Delegate to undertake critical analysis of evidence of best efforts

Federal court | Tax | Income tax | Administration and enforcement

Taxpayer discovered that office administrator had not kept sufficient records to enable preparation of tax return for year-ended July 31, 2007. Taxpayer paid estimate of what was owing. New office administrator who was also incapable misled both president and accountant as to status of both historical information and information for years subsequent to July 31, 2007. Taxpayer estimated its taxes for each taxation year and remitted payment based on estimates to meet its expected tax obligation.

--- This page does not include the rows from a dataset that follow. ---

//! Notification dispatcher
//!
//! Turns one cycle's pending batches into outbound messages and hands them
//! to the `Notifier`:
//! - events for one recipient are packed into as few messages as fit
//!   `max_message_chars` (or one message per event when batching is off)
//! - recipients are served concurrently; a rate-limit wait for one recipient
//!   never delays another
//! - on `RateLimited` the recipient's sends pause for the hinted duration
//!   (capped) and the message is retried once
//! - any other failure drops the message; its transactions are already
//!   committed as seen, so there is no redelivery

use {
    crate::{
        notify::{DeliveryError, Notifier},
        registry::MAX_LABEL_CHARS,
        types::{ClassifiedEvent, PendingBatch, RecipientId},
    },
    futures::future::join_all,
    std::{sync::Arc, time::Duration},
};

/// Room kept for the batch header line
const HEADER_RESERVE: usize = 64;

#[derive(Debug, Clone)]
pub struct DispatcherConfig {
    pub batching: bool,
    pub max_message_chars: usize,
    pub max_retry_after: Duration,
    /// Explorer base used for transaction links
    pub explorer_url: String,
}

#[derive(Debug, Clone, PartialEq, Eq)]
pub enum DeliveryResult {
    Delivered,
    Dropped(String),
}

/// Outcome for a single classified event
#[derive(Debug, Clone, PartialEq, Eq)]
pub struct EventDelivery {
    pub recipient_id: RecipientId,
    pub label: String,
    pub hash: String,
    pub result: DeliveryResult,
}

/// One outbound message and the events it carries
#[derive(Debug, Clone)]
struct OutboundMessage {
    text: String,
    events: Vec<usize>,
}

pub fn escape_html(text: &str) -> String {
    let mut out = String::with_capacity(text.len());
    for c in text.chars() {
        match c {
            '&' => out.push_str("&amp;"),
            '<' => out.push_str("&lt;"),
            '>' => out.push_str("&gt;"),
            '"' => out.push_str("&quot;"),
            '\'' => out.push_str("&#39;"),
            c => out.push(c),
        }
    }
    out
}

/// Labels loaded from older files may predate the length check
fn display_label(label: &str) -> String {
    if label.chars().count() <= MAX_LABEL_CHARS {
        return label.to_string();
    }
    let mut short: String = label.chars().take(MAX_LABEL_CHARS - 1).collect();
    short.push('…');
    short
}

/// Single notification line for one event
pub fn render_event(event: &ClassifiedEvent, explorer_url: &str) -> String {
    format!(
        "🔄 <b>{}</b> · {} · <a href='{}/tx/{}'>view tx</a>",
        escape_html(&display_label(&event.subscription.label)),
        event.category,
        explorer_url.trim_end_matches('/'),
        escape_html(&event.transaction.hash),
    )
}

pub struct Dispatcher {
    notifier: Arc<dyn Notifier>,
    config: DispatcherConfig,
}

impl Dispatcher {
    pub fn new(notifier: Arc<dyn Notifier>, config: DispatcherConfig) -> Self {
        Self { notifier, config }
    }

    /// Deliver every batch, returning one result per event
    pub async fn deliver(&self, batches: Vec<PendingBatch>) -> Vec<EventDelivery> {
        let deliveries = batches.iter().map(|batch| self.deliver_batch(batch));

        join_all(deliveries).await.into_iter().flatten().collect()
    }

    async fn deliver_batch(&self, batch: &PendingBatch) -> Vec<EventDelivery> {
        let mut results: Vec<DeliveryResult> =
            vec![DeliveryResult::Dropped("not sent".to_string()); batch.events.len()];

        for message in self.render_batch(&batch.events) {
            let outcome = match self.send_with_backoff(batch.recipient_id, &message.text).await {
                Ok(()) => DeliveryResult::Delivered,
                Err(e) => {
                    log::warn!(
                        "⚠️  Dropped {} notification(s) for {}: {}",
                        message.events.len(),
                        batch.recipient_id,
                        e
                    );
                    DeliveryResult::Dropped(e.to_string())
                }
            };

            for index in message.events {
                results[index] = outcome.clone();
            }
        }

        batch
            .events
            .iter()
            .zip(results)
            .map(|(event, result)| EventDelivery {
                recipient_id: batch.recipient_id,
                label: event.subscription.label.clone(),
                hash: event.transaction.hash.clone(),
                result,
            })
            .collect()
    }

    async fn send_with_backoff(&self, recipient: RecipientId, text: &str) -> Result<(), DeliveryError> {
        match self.notifier.send(recipient, text).await {
            Err(DeliveryError::RateLimited { retry_after }) => {
                let wait = retry_after.min(self.config.max_retry_after);
                log::warn!(
                    "⏳ Rate limited for {}, pausing {}s before retry",
                    recipient,
                    wait.as_secs()
                );
                tokio::time::sleep(wait).await;
                self.notifier.send(recipient, text).await
            }
            other => other,
        }
    }

    fn render_batch(&self, events: &[ClassifiedEvent]) -> Vec<OutboundMessage> {
        let lines: Vec<String> = events
            .iter()
            .map(|e| render_event(e, &self.config.explorer_url))
            .collect();

        if !self.config.batching || lines.len() == 1 {
            return lines
                .into_iter()
                .enumerate()
                .map(|(i, text)| OutboundMessage {
                    text,
                    events: vec![i],
                })
                .collect();
        }

        let budget = self.config.max_message_chars.saturating_sub(HEADER_RESERVE);
        let mut chunks: Vec<Vec<usize>> = Vec::new();
        let mut current: Vec<usize> = Vec::new();
        let mut current_len = 0;

        for (i, line) in lines.iter().enumerate() {
            let len = line.chars().count() + 1;
            if !current.is_empty() && current_len + len > budget {
                chunks.push(std::mem::take(&mut current));
                current_len = 0;
            }
            current.push(i);
            current_len += len;
        }
        if !current.is_empty() {
            chunks.push(current);
        }

        chunks
            .into_iter()
            .map(|chunk| {
                let body = chunk
                    .iter()
                    .map(|&i| lines[i].as_str())
                    .collect::<Vec<_>>()
                    .join("\n");
                let text = if chunk.len() == 1 {
                    body
                } else {
                    format!("🔔 <b>{} new transactions</b>\n{}", chunk.len(), body)
                };
                OutboundMessage { text, events: chunk }
            })
            .collect()
    }
}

By 2012, filing could be completed for the year-ended July 31, 2007 and then subsequent periods through July 31, 2011. Delegate disallowed request to re-appropriate statute-barred tax credits against future tax liability in amount of $185,817.71, monies remaining from garnishment after payment of outstanding taxes and penalties for late filing. Taxpayer sought judicial review. Application allowed. Decision was unreasonable. Minister’s delegate was required to state clear and supportable justification to deny re-appropriation request given large sum of money under consideration. Delegate was advised of serious problems encountered by taxpayer in re-structuring financial affairs due to issues not of taxpayer’s making. Taxpayer’s efforts were directed to meeting its responsibility, and once affairs were in order all taxes and penalties were paid without objection or request for relief. Delegate’s decision centred on compliance with requirement that taxpayers must keep adequate records and without critical analysis of evidence of best efforts to meet requirement, delegate found that subjective expectations not met. Delegate’s statement without clarification of what “sufficient action” was expected, and what “reasonable timeframe” was expected, constituted delivery of punishment to taxpayer. Inclusion of GST record of taxpayer in decision-making process without providing advance notice and opportunity for to respond was not only unfair but was extraneous consideration introduction of which, in itself, rendered decision unreasonable.

Referred Realty Inc. v. Canada (Attorney General) (2018), 2018 CarswellNat 312, 2018 CarswellNat 96, 2018 FC 59, 2018 CF 59, Douglas R. Campbell J. (F.C.).